(Beginning of Provided records)

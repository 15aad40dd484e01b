//! Review-list extraction.

use critics_core::model::Sentiment;
use scraper::{ElementRef, Html, Selector};

use crate::{
  chain::{Strategy, first_match},
  sentiment,
  text::{clean_text, select_first, text_of},
};

/// A review as read from the page, before it is keyed for storage.
#[derive(Debug, Clone, PartialEq, Eq)]
pub struct ParsedReview {
  pub critic_name: String,
  pub sentiment:   Sentiment,
  pub excerpt:     Option<String>,
}

/// Container selectors, tried in order; the first one matching anything is
/// used for the whole document. The last two are loose attribute/tag
/// heuristics for layouts none of the table selectors recognise.
pub const CONTAINER_SELECTORS: &[&str] = &[
  "div.review_table .review_table_row",
  "div.review_table .row",
  "div.review_table_row",
  "div.review_table__row",
  "div.review_table div.review",
  "[data-qa*='review']",
  "article.review",
];

const CRITIC_NAME_CHAIN: &[Strategy<String>] = &[
  Strategy { name: ".critic-name", run: |el| text_of(el, ".critic-name") },
  Strategy { name: ".reviewer a", run: |el| text_of(el, ".reviewer a") },
  Strategy { name: ".critic__link", run: |el| text_of(el, ".critic__link") },
  Strategy { name: ".reviewer", run: |el| text_of(el, ".reviewer") },
  Strategy {
    name: "first link",
    run:  |el| select_first(el, "a").and_then(clean_text),
  },
];

const EXCERPT_CHAIN: &[Strategy<String>] = &[
  Strategy { name: ".the_review", run: |el| text_of(el, ".the_review") },
  Strategy { name: ".review-text", run: |el| text_of(el, ".review-text") },
  Strategy { name: ".content", run: |el| text_of(el, ".content") },
];

/// Extract every review from a reviews page.
///
/// Containers without a recognisable critic name are skipped. An empty result
/// is not an error: the page may simply have no reviews in a known layout.
pub fn extract_reviews(html: &str) -> Vec<ParsedReview> {
  let document = Html::parse_document(html);
  let containers = find_containers(&document);

  let mut reviews = Vec::with_capacity(containers.len());
  for (index, container) in containers.into_iter().enumerate() {
    match parse_container(container) {
      Some(review) => reviews.push(review),
      None => tracing::debug!(index, "review container has no critic name; skipped"),
    }
  }
  reviews
}

fn find_containers(document: &Html) -> Vec<ElementRef<'_>> {
  for css in CONTAINER_SELECTORS {
    let Ok(selector) = Selector::parse(css) else {
      continue;
    };
    let found: Vec<_> = document.select(&selector).collect();
    if !found.is_empty() {
      tracing::debug!(selector = *css, count = found.len(), "review containers found");
      return found;
    }
  }
  tracing::debug!("no review containers found");
  Vec::new()
}

fn parse_container(container: ElementRef<'_>) -> Option<ParsedReview> {
  let critic_name = first_match(container, CRITIC_NAME_CHAIN)?;
  Some(ParsedReview {
    critic_name,
    sentiment: sentiment::resolve(container),
    excerpt: first_match(container, EXCERPT_CHAIN),
  })
}

#[cfg(test)]
mod tests {
  use super::*;

  const TABLE_PAGE: &str = r#"
    <html><body>
      <div class="review_table">
        <div class="row review_table_row" data-sentiment="POSITIVE">
          <div class="reviewer"><a class="critic-name" href="/critic/roger-ebert">Roger Ebert</a></div>
          <div class="the_review">  A swoony, moody teen romance. </div>
        </div>
        <div class="row review_table_row">
          <div class="reviewer"><a href="/critic/mark-kermode">Mark Kermode</a></div>
          <score-icon-critics sentiment="NEGATIVE"></score-icon-critics>
        </div>
        <div class="row review_table_row">
          <div class="review-text">Nobody signed this one.</div>
        </div>
      </div>
    </body></html>
  "#;

  #[test]
  fn table_layout() {
    let reviews = extract_reviews(TABLE_PAGE);
    assert_eq!(reviews.len(), 2);

    assert_eq!(reviews[0], ParsedReview {
      critic_name: "Roger Ebert".into(),
      sentiment:   Sentiment::Positive,
      excerpt:     Some("A swoony, moody teen romance.".into()),
    });

    assert_eq!(reviews[1].critic_name, "Mark Kermode");
    assert_eq!(reviews[1].sentiment, Sentiment::Negative);
    assert_eq!(reviews[1].excerpt, None);
  }

  #[test]
  fn first_matching_selector_wins() {
    // The table row selector matches first, so the `review_table__row` div
    // is never considered even though a later selector would find it.
    let html = r#"
      <div class="review_table">
        <div class="review_table_row"><a>Critic A</a></div>
      </div>
      <div class="review_table__row"><a>Critic B</a></div>
    "#;
    let names: Vec<_> = extract_reviews(html)
      .into_iter()
      .map(|r| r.critic_name)
      .collect();
    assert_eq!(names, ["Critic A"]);
  }

  #[test]
  fn falls_back_to_article_reviews() {
    let html = r#"
      <article class="review fresh"><span class="critic__link">Dana Stevens</span></article>
      <article class="review"><a href="/x">Wesley Morris</a><span>Rotten</span></article>
    "#;
    let reviews = extract_reviews(html);
    assert_eq!(reviews.len(), 2);
    assert_eq!(reviews[0].critic_name, "Dana Stevens");
    assert_eq!(reviews[0].sentiment, Sentiment::Positive);
    assert_eq!(reviews[1].critic_name, "Wesley Morris");
    assert_eq!(reviews[1].sentiment, Sentiment::Negative);
  }

  #[test]
  fn data_qa_attribute_fallback() {
    let html = r#"<li data-qa="review-item"><a>Alissa Wilkinson</a></li>"#;
    let reviews = extract_reviews(html);
    assert_eq!(reviews.len(), 1);
    assert_eq!(reviews[0].sentiment, Sentiment::Unknown);
  }

  #[test]
  fn page_without_reviews_is_empty() {
    assert!(extract_reviews("<html><body><p>Nothing</p></body></html>").is_empty());
  }
}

(End of Provided records)

- **Task to complete**:
Could you copy out all of the records above exactly?

- **Solution to this exercise**:
repository 15aad40dd484e01b
//! Review-list extraction.

use critics_core::model::Sentiment;
use scraper::{ElementRef, Html, Selector};

use crate::{
  chain::{Strategy, first_match},
  sentiment,
  text::{clean_text, select_first, text_of},
};

/// A review as read from the page, before it is keyed for storage.
#[derive(Debug, Clone, PartialEq, Eq)]
pub struct ParsedReview {
  pub critic_name: String,
  pub sentiment:   Sentiment,
  pub excerpt:     Option<String>,
}

/// Container selectors, tried in order; the first one matching anything is
/// used for the whole document. The last two are loose attribute/tag
/// heuristics for layouts none of the table selectors recognise.
pub const CONTAINER_SELECTORS: &[&str] = &[
  "div.review_table .review_table_row",
  "div.review_table .row",
  "div.review_table_row",
  "div.review_table__row",
  "div.review_table div.review",
  "[data-qa*='review']",
  "article.review",
];

const CRITIC_NAME_CHAIN: &[Strategy<String>] = &[
  Strategy { name: ".critic-name", run: |el| text_of(el, ".critic-name") },
  Strategy { name: ".reviewer a", run: |el| text_of(el, ".reviewer a") },
  Strategy { name: ".critic__link", run: |el| text_of(el, ".critic__link") },
  Strategy { name: ".reviewer", run: |el| text_of(el, ".reviewer") },
  Strategy {
    name: "first link",
    run:  |el| select_first(el, "a").and_then(clean_text),
  },
];

const EXCERPT_CHAIN: &[Strategy<String>] = &[
  Strategy { name: ".the_review", run: |el| text_of(el, ".the_review") },
  Strategy { name: ".review-text", run: |el| text_of(el, ".review-text") },
  Strategy { name: ".content", run: |el| text_of(el, ".content") },
];

/// Extract every review from a reviews page.
///
/// Containers without a recognisable critic name are skipped. An empty result
/// is not an error: the page may simply have no reviews in a known layout.
pub fn extract_reviews(html: &str) -> Vec<ParsedReview> {
  let document = Html::parse_document(html);
  let containers = find_containers(&document);

  let mut reviews = Vec::with_capacity(containers.len());
  for (index, container) in containers.into_iter().enumerate() {
    match parse_container(container) {
      Some(review) => reviews.push(review),
      None => tracing::debug!(index, "review container has no critic name; skipped"),
    }
  }
  reviews
}

fn find_containers(document: &Html) -> Vec<ElementRef<'_>> {
  for css in CONTAINER_SELECTORS {
    let Ok(selector) = Selector::parse(css) else {
      continue;
    };
    let found: Vec<_> = document.select(&selector).collect();
    if !found.is_empty() {
      tracing::debug!(selector = *css, count = found.len(), "review containers found");
      return found;
    }
  }
  tracing::debug!("no review containers found");
  Vec::new()
}

fn parse_container(container: ElementRef<'_>) -> Option<ParsedReview> {
  let critic_name = first_match(container, CRITIC_NAME_CHAIN)?;
  Some(ParsedReview {
    critic_name,
    sentiment: sentiment::resolve(container),
    excerpt: first_match(container, EXCERPT_CHAIN),
  })
}

#[cfg(test)]
mod tests {
  use super::*;

  const TABLE_PAGE: &str = r#"
    <html><body>
      <div class="review_table">
        <div class="row review_table_row" data-sentiment="POSITIVE">
          <div class="reviewer"><a class="critic-name" href="/critic/roger-ebert">Roger Ebert</a></div>
          <div class="the_review">  A swoony, moody teen romance. </div>
        </div>
        <div class="row review_table_row">
          <div class="reviewer"><a href="/critic/mark-kermode">Mark Kermode</a></div>
          <score-icon-critics sentiment="NEGATIVE"></score-icon-critics>
        </div>
        <div class="row review_table_row">
          <div class="review-text">Nobody signed this one.</div>
        </div>
      </div>
    </body></html>
  "#;

  #[test]
  fn table_layout() {
    let reviews = extract_reviews(TABLE_PAGE);
    assert_eq!(reviews.len(), 2);

    assert_eq!(reviews[0], ParsedReview {
      critic_name: "Roger Ebert".into(),
      sentiment:   Sentiment::Positive,
      excerpt:     Some("A swoony, moody teen romance.".into()),
    });

    assert_eq!(reviews[1].critic_name, "Mark Kermode");
    assert_eq!(reviews[1].sentiment, Sentiment::Negative);
    assert_eq!(reviews[1].excerpt, None);
  }

  #[test]
  fn first_matching_selector_wins() {
    // The table row selector matches first, so the `review_table__row` div
    // is never considered even though a later selector would find it.
    let html = r#"
      <div class="review_table">
        <div class="review_table_row"><a>Critic A</a></div>
      </div>
      <div class="review_table__row"><a>Critic B</a></div>
    "#;
    let names: Vec<_> = extract_reviews(html)
      .into_iter()
      .map(|r| r.critic_name)
      .collect();
    assert_eq!(names, ["Critic A"]);
  }

  #[test]
  fn falls_back_to_article_reviews() {
    let html = r#"
      <article class="review fresh"><span class="critic__link">Dana Stevens</span></article>
      <article class="review"><a href="/x">Wesley Morris</a><span>Rotten</span></article>
    "#;
    let reviews = extract_reviews(html);
    assert_eq!(reviews.len(), 2);
    assert_eq!(reviews[0].critic_name, "Dana Stevens");
    assert_eq!(reviews[0].sentiment, Sentiment::Positive);
    assert_eq!(reviews[1].critic_name, "Wesley Morris");
    assert_eq!(reviews[1].sentiment, Sentiment::Negative);
  }

  #[test]
  fn data_qa_attribute_fallback() {
    let html = r#"<li data-qa="review-item"><a>Alissa Wilkinson</a></li>"#;
    let reviews = extract_reviews(html);
    assert_eq!(reviews.len(), 1);
    assert_eq!(reviews[0].sentiment, Sentiment::Unknown);
  }

  #[test]
  fn page_without_reviews_is_empty() {
    assert!(extract_reviews("<html><body><p>Nothing</p></body></html>").is_empty());
  }
}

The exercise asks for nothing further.